Я видела и слышала пренебрежение или жесткие комментарии о том, как мама ведет хозяйство и воспитывает детей, от ее сестры и племянниц. И я ругалась с ними. Я отстаивала границы мамы, хотя мои границы не сформированы до сих пор. И это вызывало бурю раздражения.

Я плакала от бессилия, когда каждый раз, рассказав что-то маме, я вскоре, возвращаясь к этому разговору, понимала, что она меня не слушала.
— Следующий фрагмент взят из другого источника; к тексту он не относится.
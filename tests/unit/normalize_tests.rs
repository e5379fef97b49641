//! Unit tests for record normalization
//!
//! Run with: cargo test --test normalize_tests

mod support;

use std::collections::BTreeSet;

use support::{address, hash_hex, incoming, outgoing, FakeLedger, Query};
use wallet_history::error::{HistoryError, LedgerError};
use wallet_history::ledger::{
    Destination, NetworkType, PayType, PaymentId, PendingState, PendingTransfer, SubaddressIndex,
};
use wallet_history::normalize::{RawRecord, RecordKind, RecordNormalizer};
use wallet_history::{Direction, RewardType};

fn short_payment_id() -> PaymentId {
    PaymentId::short([0xa1, 0xb2, 0xc3, 0xd4, 0xe5, 0xf6, 0xa7, 0xb8])
}

fn long_payment_id() -> PaymentId {
    let mut bytes = [0u8; 32];
    bytes[..8].copy_from_slice(&[0xa1, 0xb2, 0xc3, 0xd4, 0xe5, 0xf6, 0xa7, 0xb8]);
    bytes[31] = 0x01;
    PaymentId(bytes)
}

// =============================================================================
// Confirmed incoming
// =============================================================================

#[test]
fn test_confirmed_incoming_mapping() {
    let ledger = FakeLedger::new();
    ledger.set_label(SubaddressIndex::new(2, 7), "savings");

    let mut payment = incoming(0x11, 1_000, 40);
    payment.subaddr_index = SubaddressIndex::new(2, 7);
    payment.unlock_time = 55;
    payment.payment_id = short_payment_id();

    let normalizer = RecordNormalizer::new(&ledger, 100);
    let record = normalizer
        .normalize(RawRecord::ConfirmedIncoming(&payment))
        .unwrap();

    assert_eq!(record.hash, hash_hex(0x11));
    assert_eq!(record.direction, Direction::In);
    assert_eq!(record.amount, 1_000);
    assert_eq!(record.fee, 0);
    assert_eq!(record.block_height, 40);
    assert_eq!(record.confirmations, 60);
    assert_eq!(record.timestamp, payment.timestamp);
    assert_eq!(record.unlock_time, 55);
    assert_eq!(record.subaddr_account, 2);
    assert_eq!(record.subaddr_indices, BTreeSet::from([7]));
    assert_eq!(record.label, "savings");
    assert_eq!(record.payment_id, "a1b2c3d4e5f6a7b8");
    assert!(!record.pending);
    assert!(!record.failed);
    assert!(!record.is_stake);
    assert_eq!(record.reward_type, RewardType::Unspecified);
    assert!(record.transfers.is_empty());
}

#[test]
fn test_incoming_reward_types() {
    let ledger = FakeLedger::new();
    let normalizer = RecordNormalizer::new(&ledger, 10);

    let cases = [
        (PayType::ServiceNode, RewardType::ServiceNode, false),
        (PayType::Miner, RewardType::Miner, false),
        (PayType::Stake, RewardType::Unspecified, true),
        (PayType::Governance, RewardType::Unspecified, false),
        (PayType::Unspecified, RewardType::Unspecified, false),
    ];

    for (pay_type, reward_type, is_stake) in cases {
        let mut payment = incoming(0x12, 5, 1);
        payment.pay_type = pay_type;
        let record = normalizer
            .normalize(RawRecord::ConfirmedIncoming(&payment))
            .unwrap();
        assert_eq!(record.reward_type, reward_type, "pay type {:?}", pay_type);
        assert_eq!(record.is_stake, is_stake, "pay type {:?}", pay_type);
    }
}

#[test]
fn test_unknown_numeric_pay_type_defaults_to_unspecified() {
    let ledger = FakeLedger::new();
    let normalizer = RecordNormalizer::new(&ledger, 10);

    let mut payment = incoming(0x13, 5, 1);
    payment.pay_type = PayType::from(42);
    let record = normalizer
        .normalize(RawRecord::ConfirmedIncoming(&payment))
        .unwrap();

    assert_eq!(record.reward_type, RewardType::Unspecified);
    assert!(!record.is_stake);
}

#[test]
fn test_incoming_above_wallet_height_has_no_confirmations() {
    let ledger = FakeLedger::new();
    let normalizer = RecordNormalizer::new(&ledger, 100);
    let payment = incoming(0x14, 5, 150);

    let record = normalizer
        .normalize(RawRecord::ConfirmedIncoming(&payment))
        .unwrap();
    assert_eq!(record.confirmations, 0);
}

#[test]
fn test_long_payment_id_kept_in_full() {
    let ledger = FakeLedger::new();
    let normalizer = RecordNormalizer::new(&ledger, 10);
    let mut payment = incoming(0x15, 5, 1);
    payment.payment_id = long_payment_id();

    let record = normalizer
        .normalize(RawRecord::ConfirmedIncoming(&payment))
        .unwrap();
    assert_eq!(record.payment_id.len(), 64);
    assert_eq!(record.payment_id, long_payment_id().to_hex());
}

#[test]
fn test_absent_payment_id_normalizes_to_sixteen_zeros() {
    let ledger = FakeLedger::new();
    let normalizer = RecordNormalizer::new(&ledger, 10);
    let payment = incoming(0x16, 5, 1);

    let record = normalizer
        .normalize(RawRecord::ConfirmedIncoming(&payment))
        .unwrap();
    assert_eq!(record.payment_id, "0000000000000000");
}

// =============================================================================
// Confirmed outgoing
// =============================================================================

#[test]
fn test_outgoing_with_unknown_change() {
    let ledger = FakeLedger::new();
    let normalizer = RecordNormalizer::new(&ledger, 100);
    let transfer = outgoing(0x21, 110, 100, 40);

    let record = normalizer
        .normalize(RawRecord::ConfirmedOutgoing(&transfer))
        .unwrap();

    assert_eq!(record.direction, Direction::Out);
    assert_eq!(record.fee, 10);
    assert_eq!(record.amount, 100);
    assert_eq!(record.confirmations, 60);
    assert!(!record.pending);
    assert_eq!(record.reward_type, RewardType::Unspecified);
}

#[test]
fn test_outgoing_with_known_change() {
    let ledger = FakeLedger::new();
    let normalizer = RecordNormalizer::new(&ledger, 100);
    let mut transfer = outgoing(0x22, 1_000, 990, 40);
    transfer.change = Some(400);

    let record = normalizer
        .normalize(RawRecord::ConfirmedOutgoing(&transfer))
        .unwrap();

    assert_eq!(record.fee, 10);
    assert_eq!(record.amount, 590);
}

#[test]
fn test_outgoing_inconsistent_amounts_do_not_fail() {
    let ledger = FakeLedger::new();
    let normalizer = RecordNormalizer::new(&ledger, 100);
    let mut transfer = outgoing(0x23, 100, 150, 40);
    transfer.change = Some(500);

    let record = normalizer
        .normalize(RawRecord::ConfirmedOutgoing(&transfer))
        .unwrap();

    assert_eq!(record.fee, 0);
    assert_eq!(record.amount, 0);
}

#[test]
fn test_outgoing_label_only_for_single_subaddress() {
    let ledger = FakeLedger::new();
    ledger.set_label(SubaddressIndex::new(1, 3), "rent");
    let normalizer = RecordNormalizer::new(&ledger, 100);

    let mut single = outgoing(0x24, 110, 100, 40);
    single.subaddr_account = 1;
    single.subaddr_indices = BTreeSet::from([3]);
    let record = normalizer
        .normalize(RawRecord::ConfirmedOutgoing(&single))
        .unwrap();
    assert_eq!(record.label, "rent");
    assert_eq!(record.subaddr_account, 1);

    let mut several = single.clone();
    several.subaddr_indices = BTreeSet::from([3, 4]);
    let record = normalizer
        .normalize(RawRecord::ConfirmedOutgoing(&several))
        .unwrap();
    assert_eq!(record.label, "");
    assert_eq!(record.subaddr_indices, BTreeSet::from([3, 4]));

    let mut none = single;
    none.subaddr_indices = BTreeSet::new();
    let record = normalizer
        .normalize(RawRecord::ConfirmedOutgoing(&none))
        .unwrap();
    assert_eq!(record.label, "");
}

#[test]
fn test_outgoing_transfers_resolved_in_source_order() {
    let ledger = FakeLedger::with_network(NetworkType::Testnet);
    let normalizer = RecordNormalizer::new(&ledger, 100);

    let mut transfer = outgoing(0x25, 1_000, 900, 40);
    transfer.payment_id = short_payment_id();
    transfer.destinations = vec![
        Destination {
            amount: 600,
            address: address(0x0a),
        },
        Destination {
            amount: 300,
            address: address(0x0b),
        },
    ];

    let record = normalizer
        .normalize(RawRecord::ConfirmedOutgoing(&transfer))
        .unwrap();

    assert_eq!(record.transfers.len(), 2);
    assert_eq!(record.transfers[0].amount, 600);
    assert_eq!(record.transfers[0].address, "T-std-0a0a0a0a-a1b2");
    assert_eq!(record.transfers[1].amount, 300);
    assert_eq!(record.transfers[1].address, "T-std-0b0b0b0b-a1b2");
}

#[test]
fn test_outgoing_stake_flag() {
    let ledger = FakeLedger::new();
    let normalizer = RecordNormalizer::new(&ledger, 100);
    let mut transfer = outgoing(0x26, 110, 100, 40);
    transfer.pay_type = PayType::Stake;

    let record = normalizer
        .normalize(RawRecord::ConfirmedOutgoing(&transfer))
        .unwrap();
    assert!(record.is_stake);
    assert_eq!(record.reward_type, RewardType::Unspecified);
}

// =============================================================================
// Pending outgoing
// =============================================================================

#[test]
fn test_pending_outgoing_mapping() {
    let ledger = FakeLedger::new();
    let normalizer = RecordNormalizer::new(&ledger, 100);
    let pending = PendingTransfer {
        transfer: outgoing(0x31, 110, 100, 90),
        state: PendingState::Pending,
    };

    let record = normalizer
        .normalize(RawRecord::PendingOutgoing(&pending))
        .unwrap();

    assert!(record.pending);
    assert!(!record.failed);
    assert_eq!(record.confirmations, 0);
    assert_eq!(record.block_height, 0);
    assert_eq!(record.fee, 10);
    assert_eq!(record.amount, 100);
    assert!(record.transfers.is_empty());
}

#[test]
fn test_failed_pending_outgoing() {
    let ledger = FakeLedger::new();
    let normalizer = RecordNormalizer::new(&ledger, 100);
    let pending = PendingTransfer {
        transfer: outgoing(0x32, 110, 100, 0),
        state: PendingState::Failed,
    };

    let record = normalizer
        .normalize(RawRecord::PendingOutgoing(&pending))
        .unwrap();
    assert!(record.pending);
    assert!(record.failed);
}

// =============================================================================
// Pending incoming
// =============================================================================

#[test]
fn test_pool_incoming_mapping() {
    let ledger = FakeLedger::new();
    ledger.set_label(SubaddressIndex::new(0, 0), "primary");
    let normalizer = RecordNormalizer::new(&ledger, 100);

    let mut payment = incoming(0x41, 70, 10);
    payment.pay_type = PayType::Miner;

    let record = normalizer
        .normalize(RawRecord::PendingIncoming(&payment))
        .unwrap();

    assert!(record.pending);
    assert_eq!(record.confirmations, 0);
    assert_eq!(record.amount, 70);
    assert_eq!(record.label, "primary");
    assert_eq!(record.reward_type, RewardType::Miner);
    assert_eq!(record.direction, Direction::In);
}

// =============================================================================
// Ledger failures and kinds
// =============================================================================

#[test]
fn test_label_failure_is_reported() {
    let ledger = FakeLedger::new();
    ledger.fail_on(Some(Query::SubaddressLabel));
    let normalizer = RecordNormalizer::new(&ledger, 100);
    let payment = incoming(0x51, 5, 1);

    let err = normalizer
        .normalize(RawRecord::ConfirmedIncoming(&payment))
        .unwrap_err();
    assert!(matches!(
        err,
        HistoryError::LedgerQuery {
            query: "subaddress_label",
            source: LedgerError::Unavailable(_),
        }
    ));
}

#[test]
fn test_address_failure_is_reported() {
    let ledger = FakeLedger::new();
    ledger.fail_on(Some(Query::ResolveAddress));
    let normalizer = RecordNormalizer::new(&ledger, 100);
    let transfer = outgoing(0x52, 110, 100, 40);

    let err = normalizer
        .normalize(RawRecord::ConfirmedOutgoing(&transfer))
        .unwrap_err();
    assert!(matches!(
        err,
        HistoryError::LedgerQuery {
            query: "resolve_address",
            ..
        }
    ));
}

#[test]
fn test_pending_outgoing_skips_address_resolution() {
    let ledger = FakeLedger::new();
    ledger.fail_on(Some(Query::ResolveAddress));
    let normalizer = RecordNormalizer::new(&ledger, 100);
    let pending = PendingTransfer {
        transfer: outgoing(0x53, 110, 100, 0),
        state: PendingState::Pending,
    };

    assert!(normalizer
        .normalize(RawRecord::PendingOutgoing(&pending))
        .is_ok());
}

#[test]
fn test_raw_record_kinds() {
    let payment = incoming(0x61, 1, 1);
    let transfer = outgoing(0x62, 2, 1, 1);
    let pending = PendingTransfer {
        transfer: transfer.clone(),
        state: PendingState::Pending,
    };

    let cases = [
        (RawRecord::ConfirmedIncoming(&payment), RecordKind::ConfirmedIncoming, false),
        (RawRecord::ConfirmedOutgoing(&transfer), RecordKind::ConfirmedOutgoing, false),
        (RawRecord::PendingOutgoing(&pending), RecordKind::PendingOutgoing, true),
        (RawRecord::PendingIncoming(&payment), RecordKind::PendingIncoming, true),
    ];

    for (raw, kind, pending) in cases {
        assert_eq!(raw.kind(), kind);
        assert_eq!(raw.is_pending(), pending);
    }
    assert_eq!(RecordKind::PendingIncoming.as_str(), "pending_incoming");
}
Я жутко боюсь того, от чего меня предостерегала мама. Ее предостережения всегда были утрированными. Когда я стала взрослой, мамины страхи отразились во мне панической атакой и превратились в тему для работы с психологом.

Вы спросите, почему я об этом не поговорю с мамой? О, мы говорили. Но никогда не обсуждали, как именно ее опасения и страхи сформировали меня. Этот разговор напоминает встречу преследователя и убегающего. Этот разговор выглядит так, потому что больно. Обеим больно. И нужен ли он? Все свои претензии я могу проработать у психотерапевта. Снять раздражение и бессилие. И быть более ласковой дочерью.

Это эссе и есть разговор с мамой. Пусть оно даст мне возможность выговориться.

Раздражение – эмоциональное состояние, которое возникает, когда нарушают ваши границы.